L’universalisme qui considère que ce qui nous distingue est moins important que ce qui nous rassemble demeure-t-il aujourd’hui une idée neuve ? Ne souffrirait-on pas de l’avoir considéré comme un acquis formalisé au siècle des Lumières et d’avoir abandonné la pensée qu’il s’agit d’un projet toujours à venir ?

Il arrive souvent qu’un mot attende longtemps avant de qualifier une situation. On vient de le voir avec « antisémitisme ». Des siècles durant, l’aversion contre les juifs ne disposait pas de son nom masculin. Flavius Joseph (mort en 37 au début de notre ère) parlait déjà de l’égalité entre tous les êtres humains. Montaigne ou Chateaubriand s’inscrivent dans cette ligne de réflexion. Que le terme « universalisme » émerge en 1823 pour exprimer une idée majeure des Lumières ne doit pas tromper. L’idée lui préexistait. L’erreur des philosophes du XVIIIe siècle n’est pas d’avoir posé l’unité du genre humain mais d’avoir cru qu’il s’agirait d’une évidence pour tout esprit éclairé. Pourtant, durant des siècles, pour ne pas dire des millénaires, cette conception n’avait pas acquis droit de cité chez les hommes. L’esclavage, la partition entre sauvages, barbares, civilisés, la supériorité masculine supposée, l’organisation en états (noblesse, clergé, tiers), l’idée de classes sociales, de castes, etc., ne présageaient guère d’une homogénéité envisageable. Par quel miracle aurait-elle pu d’un seul coup s’imposer ? L’impatience de l’égalité a laissé croire à son advenue naturelle.

L’erreur fut de penser qu’il s’agissait d’une donnée immédiate de la conscience (pour reprendre, par analogie, une expression de Bergson). L’éthique universaliste de Moïse ne s’est pas diffusée facilement et elle n’a pas non plus conquis les esprits rapidement. Même sous un roi de Juda comme Josias (-648-609), à une époque où se constitue le judaïsme, le culte des idoles était rendu encore dans les deux royaumes issus du schisme de celui de Salomon (-931), Israël au nord et Juda au sud, et jusque dans le Temple de Jérusalem.

Il résulte de cette analyse que l’universalisme n’est pas un acquis mais demeure un projet. Peut-être le plus beau de tous. Comme d’ailleurs le Décalogue ! La puissance déclarative n’entraîne pas automatiquement l’application, sans quoi la Déclaration de 1789 serait elle aussi entrée dans les faits depuis longtemps et pas seulement dans les têtes.

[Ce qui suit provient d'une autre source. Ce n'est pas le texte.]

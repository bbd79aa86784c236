//! Scattered outline squares, circles and triangles, one per lattice cell.

use tiny_skia::{PathBuilder, Rect};

use super::{circle, polygon, PatternCanvas};

#[derive(Debug, Clone, Copy, PartialEq, Eq)]
enum Shape {
    Square,
    Circle,
    Triangle,
}

impl Shape {
    fn from_index(index: usize) -> Self {
        match index {
            0 => Shape::Square,
            1 => Shape::Circle,
            _ => Shape::Triangle,
        }
    }
}

pub(super) fn draw(canvas: &mut PatternCanvas) {
    let color = canvas.white(4, 17.0, 18.0);

    let area = canvas.area(140.0);
    let shape_count = canvas.roll(area / 100.0, area / 50.0).max(10.0);
    let spacing = canvas.width / shape_count;
    let longest = canvas.width.max(canvas.height);

    let mut x = spacing / 4.0;
    while x < canvas.width {
        let mut y = spacing / 4.0;
        while y < canvas.height {
            let shape = Shape::from_index(canvas.rng.below(3));
            let size = canvas.roll(longest / 100.0, longest / 40.0).max(10.0);
            let jitter = canvas.roll(longest / 100.0, longest / 50.0).max(0.0);
            let cx = x + canvas.next() * jitter * 2.0 - jitter;
            let cy = y + canvas.next() * jitter * 2.0 - jitter;
            let half = size / 2.0;

            let path = match shape {
                Shape::Square => Rect::from_xywh(
                    (cx - half) as f32,
                    (cy - half) as f32,
                    size as f32,
                    size as f32,
                )
                .map(PathBuilder::from_rect),
                Shape::Circle => circle(cx, cy, half),
                Shape::Triangle => polygon([
                    (cx, cy - half),
                    (cx - half, cy + half),
                    (cx + half, cy + half),
                ]),
            };
            canvas.stroke(path, &color, 1.0);
            y += spacing;
        }
        x += spacing;
    }
}

#[cfg(test)]
mod tests {
    use super::*;
    use crate::rng::SequenceRng;
    use crate::surface::Surface;

    #[test]
    fn test_shape_index_mapping() {
        assert_eq!(Shape::from_index(0), Shape::Square);
        assert_eq!(Shape::from_index(1), Shape::Circle);
        assert_eq!(Shape::from_index(2), Shape::Triangle);
    }

    #[test]
    fn test_at_least_ten_columns() {
        // Tiny area forces shape_count to its floor of 10: cells start at
        // spacing / 4 and step by spacing, so 10 x 10 cells of 5 draws each.
        let mut surface = Surface::new(200, 200).unwrap();
        let mut rng = SequenceRng::constant(0.0);
        let mut canvas = PatternCanvas::new(&mut surface, &mut rng, 0.0);
        draw(&mut canvas);
        assert_eq!(rng.draws(), 2 + 10 * 10 * 5);
    }
}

Il me semble important de souligner que ce qui nous distingue tous les uns des autres relève de deux déterminations différentes : une qui nous est extérieure, l’apparence physique, l’autre qui forme notre pensée, l’histoire culturelle. La pigmentation de la peau, la taille, l’aspect du visage, ne sont que des éléments de surface, qui peuvent tromper : la biologie n’a-t-elle pas démontré que seul le code génétique est l’élément discriminant dans le monde vivant ? L’histoire culturelle nous montre comment les différentes sociétés, avec leurs imaginaires, se sont insérées dans la nature pour vivre et quels types de liens elles ont entretenus entre elles. Au-delà de ces considérations, nous ne rencontrons que des êtres bâtis sur le même principe biologique.

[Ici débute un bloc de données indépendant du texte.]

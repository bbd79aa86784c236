//! Perceptual colors and palette derivation.
//!
//! Colors are sampled and rotated in OKLCH, where shifting the hue at fixed
//! lightness and chroma yields harmonious gradients. The sRGB form is derived
//! once at construction and clamped into gamut.

mod parse;

use palette::{FromColor, Oklch, Srgb};

use crate::rng::RandomSource;

pub use parse::{parse_css_color, CssColor};

/// A color in OKLCH coordinates.
#[derive(Debug, Clone, Copy, PartialEq)]
pub struct OklchColor {
    /// Lightness, nominally [0, 1].
    pub l: f64,
    /// Chroma, nominally [0, ~0.4].
    pub c: f64,
    /// Hue in degrees, [0, 360).
    pub h: f64,
}

/// Gamma-encoded sRGB with channels clamped to [0, 1].
#[derive(Debug, Clone, Copy, PartialEq)]
pub struct RgbColor {
    pub r: f64,
    pub g: f64,
    pub b: f64,
}

/// An immutable color carrying both its OKLCH definition and its sRGB rendering.
#[derive(Debug, Clone, Copy, PartialEq)]
pub struct Color {
    oklch: OklchColor,
    rgb: RgbColor,
    alpha: f64,
}

impl Color {
    /// Create a color from OKLCH coordinates. The sRGB form is computed here.
    pub fn new(l: f64, c: f64, h: f64, alpha: f64) -> Self {
        let oklch = OklchColor { l, c, h };
        Self {
            oklch,
            rgb: oklch_to_rgb(oklch),
            alpha,
        }
    }

    /// Opaque white.
    pub fn white() -> Self {
        Self::new(1.0, 0.0, 0.0, 1.0)
    }

    /// Black at `alpha`, used for shadows.
    pub fn black(alpha: f64) -> Self {
        Self::new(0.0, 0.0, 0.0, alpha)
    }

    pub fn oklch(&self) -> OklchColor {
        self.oklch
    }

    pub fn rgb(&self) -> RgbColor {
        self.rgb
    }

    pub fn alpha(&self) -> f64 {
        self.alpha
    }

    /// Same color with a different alpha.
    pub fn with_alpha(&self, alpha: f64) -> Self {
        Self { alpha, ..*self }
    }

    /// 8-bit RGBA, channels rounded.
    pub fn to_rgba8(&self) -> [u8; 4] {
        [
            unit_to_byte(self.rgb.r),
            unit_to_byte(self.rgb.g),
            unit_to_byte(self.rgb.b),
            unit_to_byte(self.alpha),
        ]
    }
}

/// Build a color from OKLCH coordinates and an alpha.
pub fn create_color(l: f64, c: f64, h: f64, alpha: f64) -> Color {
    Color::new(l, c, h, alpha)
}

fn unit_to_byte(value: f64) -> u8 {
    (value.clamp(0.0, 1.0) * 255.0).round() as u8
}

/// Tags that narrow the lightness or chroma range of [`random_color`].
#[derive(Debug, Clone, Copy, PartialEq, Eq, Hash)]
pub enum ColorLimitation {
    /// No narrowing.
    All,
    /// Lightness in [0.5, 1].
    Lighter,
    /// Lightness in [0.25, 0.75].
    NeutralLightness,
    /// Lightness in [0, 0.5].
    Darker,
    /// Chroma in [0.2, 0.4].
    Saturated,
    /// Chroma in [0.1, 0.3].
    NeutralSaturation,
    /// Chroma in [0, 0.2].
    Desaturated,
}

/// Sample a random color, optionally narrowed by limitations.
///
/// Limitations are applied in order; when two target the same axis the later
/// one replaces the earlier range. Hue is always drawn from the full circle.
/// Draws lightness, then chroma, then hue.
pub fn random_color(rng: &mut dyn RandomSource, limitations: &[ColorLimitation]) -> Color {
    let mut lightness = (0.0, 1.0);
    let mut chroma = (0.0, 0.4);

    for limitation in limitations {
        match limitation {
            ColorLimitation::All => {}
            ColorLimitation::NeutralSaturation => chroma = (0.1, 0.3),
            ColorLimitation::Saturated => chroma = (0.2, 0.4),
            ColorLimitation::Desaturated => chroma = (0.0, 0.2),
            ColorLimitation::NeutralLightness => lightness = (0.25, 0.75),
            ColorLimitation::Lighter => lightness = (0.5, 1.0),
            ColorLimitation::Darker => lightness = (0.0, 0.5),
        }
    }

    let l = rng.between(lightness.0, lightness.1);
    let c = rng.between(chroma.0, chroma.1);
    let h = rng.next_f64() * 360.0;

    Color::new(l, c, h, 1.0)
}

/// The limitations used whenever a primary color has to be invented.
pub const NEUTRAL: [ColorLimitation; 2] = [
    ColorLimitation::NeutralLightness,
    ColorLimitation::NeutralSaturation,
];

/// Parse a CSS-like color string into a [`Color`].
///
/// Never fails: an unparsable string yields a random neutral color drawn from
/// `rng`. The random sequence is only advanced on that fallback path.
pub fn parse_color(rng: &mut dyn RandomSource, input: &str) -> Color {
    let Some(parsed) = parse_css_color(input) else {
        log::warn!("could not parse color {input:?}, using a random neutral color");
        return random_color(rng, &NEUTRAL);
    };

    let CssColor { r, g, b, alpha } = parsed;
    let converted = Oklch::<f64>::from_color(Srgb::new(r, g, b));
    let hue = converted.hue.into_positive_degrees();

    // Zero or undefined lightness/chroma fall back to mid values.
    let l = if converted.l == 0.0 || converted.l.is_nan() { 0.5 } else { converted.l };
    let c = if converted.chroma == 0.0 || converted.chroma.is_nan() { 0.1 } else { converted.chroma };
    let h = if hue.is_nan() { 0.0 } else { hue };

    Color::new(l, c, h, alpha)
}

/// Build a palette by rotating the primary hue in `spread`-degree steps.
///
/// Produces `2 * floor(n / 2) + 1` colors ordered from the most negative
/// rotation to the most positive, so an even request yields one extra color.
/// Lightness and chroma are copied from the primary; every color gets `alpha`.
pub fn random_palette(primary: &Color, number_of_colors: usize, spread: f64, alpha: f64) -> Vec<Color> {
    let half = (number_of_colors / 2) as i64;
    let base = primary.oklch();

    (-half..=half)
        .map(|step| {
            let hue = (base.h + step as f64 * spread).rem_euclid(360.0);
            Color::new(base.l, base.c, hue, alpha)
        })
        .collect()
}

/// Convert OKLCH to gamma-encoded sRGB, clamping into [0, 1].
///
/// Out-of-gamut and non-finite results never escape: NaN maps to 0.
pub fn oklch_to_rgb(color: OklchColor) -> RgbColor {
    let srgb: Srgb<f64> = Srgb::from_color(Oklch::new(color.l, color.c, color.h));
    RgbColor {
        r: clamp_channel(srgb.red),
        g: clamp_channel(srgb.green),
        b: clamp_channel(srgb.blue),
    }
}

fn clamp_channel(value: f64) -> f64 {
    if value.is_nan() {
        0.0
    } else {
        value.clamp(0.0, 1.0)
    }
}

L’universalisme a encore de beaux jours devant lui dans la mesure où il repose largement sur l’éducation. Sur la prise de conscience que le devoir impérieux de l’être humain est celui que définissait Wilhelm von Humboldt, le fondateur, en 1810, de l’université de Berlin : « La tâche ultime de notre existence est d’accorder la plus grande place au concept d’humanité dans notre propre personne ».